T. C. Boyle Visits Tomorrow

Q: A lot of your stories in this volume present characters, usually men, who are so self-absorbed that they necessarily veer toward disaster. Is your view of human nature more dark than light?

A: I have lived one of the most fortunate of human lives, surrounded by light and love. I have known my closest friend since I was 3 1/2 years old, my children are slim and tall and beautiful and smarter than all the computers in the world combined, and I remain the only writer in history only to have one wife, the legendary Karen Kvashay, my college sweetheart at SUNY Potsdam.

Still, I do suspect that the universe doesn't care much about any of this or any of us and that accident rules the world. Fiction is a place for examining the darker scenarios, the ones we hope to avoid.

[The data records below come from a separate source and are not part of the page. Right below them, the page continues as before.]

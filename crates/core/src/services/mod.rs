//! Business logic services.

#![allow(missing_docs)]

pub mod activity;
pub mod group;
pub mod hierarchy;
pub mod membership;
pub mod notifier;
pub mod permission;

pub use activity::{
    ActivityService, CommentFacts, DiscussionFacts, GroupActivityFacts, has_unread_activity,
};
pub use group::{
    CreateGroupInput, FULL_NAME_SEPARATOR, GroupResponse, GroupService, UpdateGroupInput,
};
pub use hierarchy::{MAX_DESCRIPTION_LEN, MAX_NAME_LEN};
pub use membership::MembershipService;
pub use notifier::{MembershipNotifier, NoOpNotifier};
pub use permission::Viewer;
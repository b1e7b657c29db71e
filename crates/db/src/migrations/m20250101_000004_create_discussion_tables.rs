//! Create discussion, comment, and `discussion_reader` tables.

use sea_orm_migration::prelude::*;

#[derive(DeriveMigrationName)]
pub struct Migration;

#[async_trait::async_trait]
impl MigrationTrait for Migration {
    async fn up(&self, manager: &SchemaManager) -> Result<(), DbErr> {
        manager
            .create_table(
                Table::create()
                    .table(Discussion::Table)
                    .if_not_exists()
                    .col(
                        ColumnDef::new(Discussion::Id)
                            .string_len(32)
                            .not_null()
                            .primary_key(),
                    )
                    .col(
                        ColumnDef::new(Discussion::GroupId)
                            .string_len(32)
                            .not_null(),
                    )
                    .col(
                        ColumnDef::new(Discussion::AuthorId)
                            .string_len(32)
                            .not_null(),
                    )
                    .col(ColumnDef::new(Discussion::Title).string_len(250).not_null())
                    .col(
                        ColumnDef::new(Discussion::CreatedAt)
                            .timestamp_with_time_zone()
                            .not_null()
                            .default(Expr::current_timestamp()),
                    )
                    .col(
                        ColumnDef::new(Discussion::LastCommentAt)
                            .timestamp_with_time_zone(),
                    )
                    .foreign_key(
                        ForeignKey::create()
                            .name("fk_discussion_group")
                            .from(Discussion::Table, Discussion::GroupId)
                            .to(Group::Table, Group::Id)
                            .on_delete(ForeignKeyAction::Cascade),
                    )
                    .foreign_key(
                        ForeignKey::create()
                            .name("fk_discussion_author")
                            .from(Discussion::Table, Discussion::AuthorId)
                            .to(User::Table, User::Id)
                            .on_delete(ForeignKeyAction::Cascade),
                    )
                    .to_owned(),
            )
            .await?;

        manager
            .create_index(
                Index::create()
                    .name("idx_discussion_group_created_at")
                    .table(Discussion::Table)
                    .col(Discussion::GroupId)
                    .col(Discussion::CreatedAt)
                    .to_owned(),
            )
            .await?;

        manager
            .create_table(
                Table::create()
                    .table(Comment::Table)
                    .if_not_exists()
                    .col(
                        ColumnDef::new(Comment::Id)
                            .string_len(32)
                            .not_null()
                            .primary_key(),
                    )
                    .col(
                        ColumnDef::new(Comment::DiscussionId)
                            .string_len(32)
                            .not_null(),
                    )
                    .col(ColumnDef::new(Comment::AuthorId).string_len(32).not_null())
                    .col(ColumnDef::new(Comment::Body).text().not_null())
                    .col(
                        ColumnDef::new(Comment::CreatedAt)
                            .timestamp_with_time_zone()
                            .not_null()
                            .default(Expr::current_timestamp()),
                    )
                    .foreign_key(
                        ForeignKey::create()
                            .name("fk_comment_discussion")
                            .from(Comment::Table, Comment::DiscussionId)
                            .to(Discussion::Table, Discussion::Id)
                            .on_delete(ForeignKeyAction::Cascade),
                    )
                    .foreign_key(
                        ForeignKey::create()
                            .name("fk_comment_author")
                            .from(Comment::Table, Comment::AuthorId)
                            .to(User::Table, User::Id)
                            .on_delete(ForeignKeyAction::Cascade),
                    )
                    .to_owned(),
            )
            .await?;

        manager
            .create_index(
                Index::create()
                    .name("idx_comment_discussion_created_at")
                    .table(Comment::Table)
                    .col(Comment::DiscussionId)
                    .col(Comment::CreatedAt)
                    .to_owned(),
            )
            .await?;

        manager
            .create_table(
                Table::create()
                    .table(DiscussionReader::Table)
                    .if_not_exists()
                    .col(
                        ColumnDef::new(DiscussionReader::Id)
                            .string_len(32)
                            .not_null()
                            .primary_key(),
                    )
                    .col(
                        ColumnDef::new(DiscussionReader::DiscussionId)
                            .string_len(32)
                            .not_null(),
                    )
                    .col(
                        ColumnDef::new(DiscussionReader::UserId)
                            .string_len(32)
                            .not_null(),
                    )
                    .col(
                        ColumnDef::new(DiscussionReader::LastViewedAt)
                            .timestamp_with_time_zone()
                            .not_null(),
                    )
                    .col(
                        ColumnDef::new(DiscussionReader::CreatedAt)
                            .timestamp_with_time_zone()
                            .not_null()
                            .default(Expr::current_timestamp()),
                    )
                    .foreign_key(
                        ForeignKey::create()
                            .name("fk_discussion_reader_discussion")
                            .from(DiscussionReader::Table, DiscussionReader::DiscussionId)
                            .to(Discussion::Table, Discussion::Id)
                            .on_delete(ForeignKeyAction::Cascade),
                    )
                    .foreign_key(
                        ForeignKey::create()
                            .name("fk_discussion_reader_user")
                            .from(DiscussionReader::Table, DiscussionReader::UserId)
                            .to(User::Table, User::Id)
                            .on_delete(ForeignKeyAction::Cascade),
                    )
                    .to_owned(),
            )
            .await?;

        // One read-log row per (discussion, user)
        manager
            .create_index(
                Index::create()
                    .name("idx_discussion_reader_unique")
                    .table(DiscussionReader::Table)
                    .col(DiscussionReader::DiscussionId)
                    .col(DiscussionReader::UserId)
                    .unique()
                    .to_owned(),
            )
            .await?;

        manager
            .create_index(
                Index::create()
                    .name("idx_discussion_reader_user_id")
                    .table(DiscussionReader::Table)
                    .col(DiscussionReader::UserId)
                    .to_owned(),
            )
            .await
    }

    async fn down(&self, manager: &SchemaManager) -> Result<(), DbErr> {
        manager
            .drop_table(Table::drop().table(DiscussionReader::Table).to_owned())
            .await?;
        manager
            .drop_table(Table::drop().table(Comment::Table).to_owned())
            .await?;
        manager
            .drop_table(Table::drop().table(Discussion::Table).to_owned())
            .await
    }
}

#[derive(Iden)]
enum Discussion {
    Table,
    Id,
    GroupId,
    AuthorId,
    Title,
    CreatedAt,
    LastCommentAt,
}

#[derive(Iden)]
enum Comment {
    Table,
    Id,
    DiscussionId,
    AuthorId,
    Body,
    CreatedAt,
}

#[derive(Iden)]
enum DiscussionReader {
    Table,
    Id,
    DiscussionId,
    UserId,
    LastViewedAt,
    CreatedAt,
}

#[derive(Iden)]
enum Group {
    Table,
    Id,
}

#[derive(Iden)]
enum User {
    Table,
    Id,
}
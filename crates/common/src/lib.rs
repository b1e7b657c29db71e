//! Common utilities and shared types for agora.
//!
//! This crate provides foundational components used across all agora crates:
//!
//! - **Configuration**: Application settings via [`Config`]
//! - **Error handling**: Unified error types via [`AppError`] and [`AppResult`]
//! - **ID Generation**: ULID-based unique identifiers via [`IdGenerator`]
//!
//! # Example
//!
//! ```no_run
//! use agora_common::{Config, IdGenerator, AppResult};
//!
//! fn example() -> AppResult<()> {
//!     let config = Config::load()?;
//!     let id_gen = IdGenerator::new();
//!     let id = id_gen.generate();
//!     println!("Generated ID: {}", id);
//!     Ok(())
//! }
//! ```

pub mod config;
pub mod error;
pub mod id;

pub use config::{Config, DatabaseConfig, PlatformConfig};
pub use error::{AppError, AppResult};
pub use id::IdGenerator;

Read more of Elizabeth Floyd Mair's interview in Sunday's Times Union:
http://www.timesunion.com/living/article/Tales-to-tell-4866512.php

T. C. Boyle, fiction writer
October 8 (Tuesday)
Seminar — 4:15 p.m., Standish Room, Science Library, Uptown Campus
Reading — 8:00 p.m., Recital Hall, Performing Arts Center, Uptown Campus
T. C. Boyle, “one of the most inventive and verbally exuberant writers of his generation” (New York Times), is the bestselling author of fourteen novels and nine short story collections. His newest book is T. C. Boyle Stories II (October 2013), a 944-page sequel to T. C. Boyle Stories (1998), winner of the PEN/Malamud Award for Short Fiction. Michael Anderson of the New York Times Book Review described the latter as “700 flashy, inventive pages of stylistic and moral acrobatics.” Boyle’s novels include San Miguel (2012), Drop City (2003), The Road to Wellville (1993), and World’s End (1987).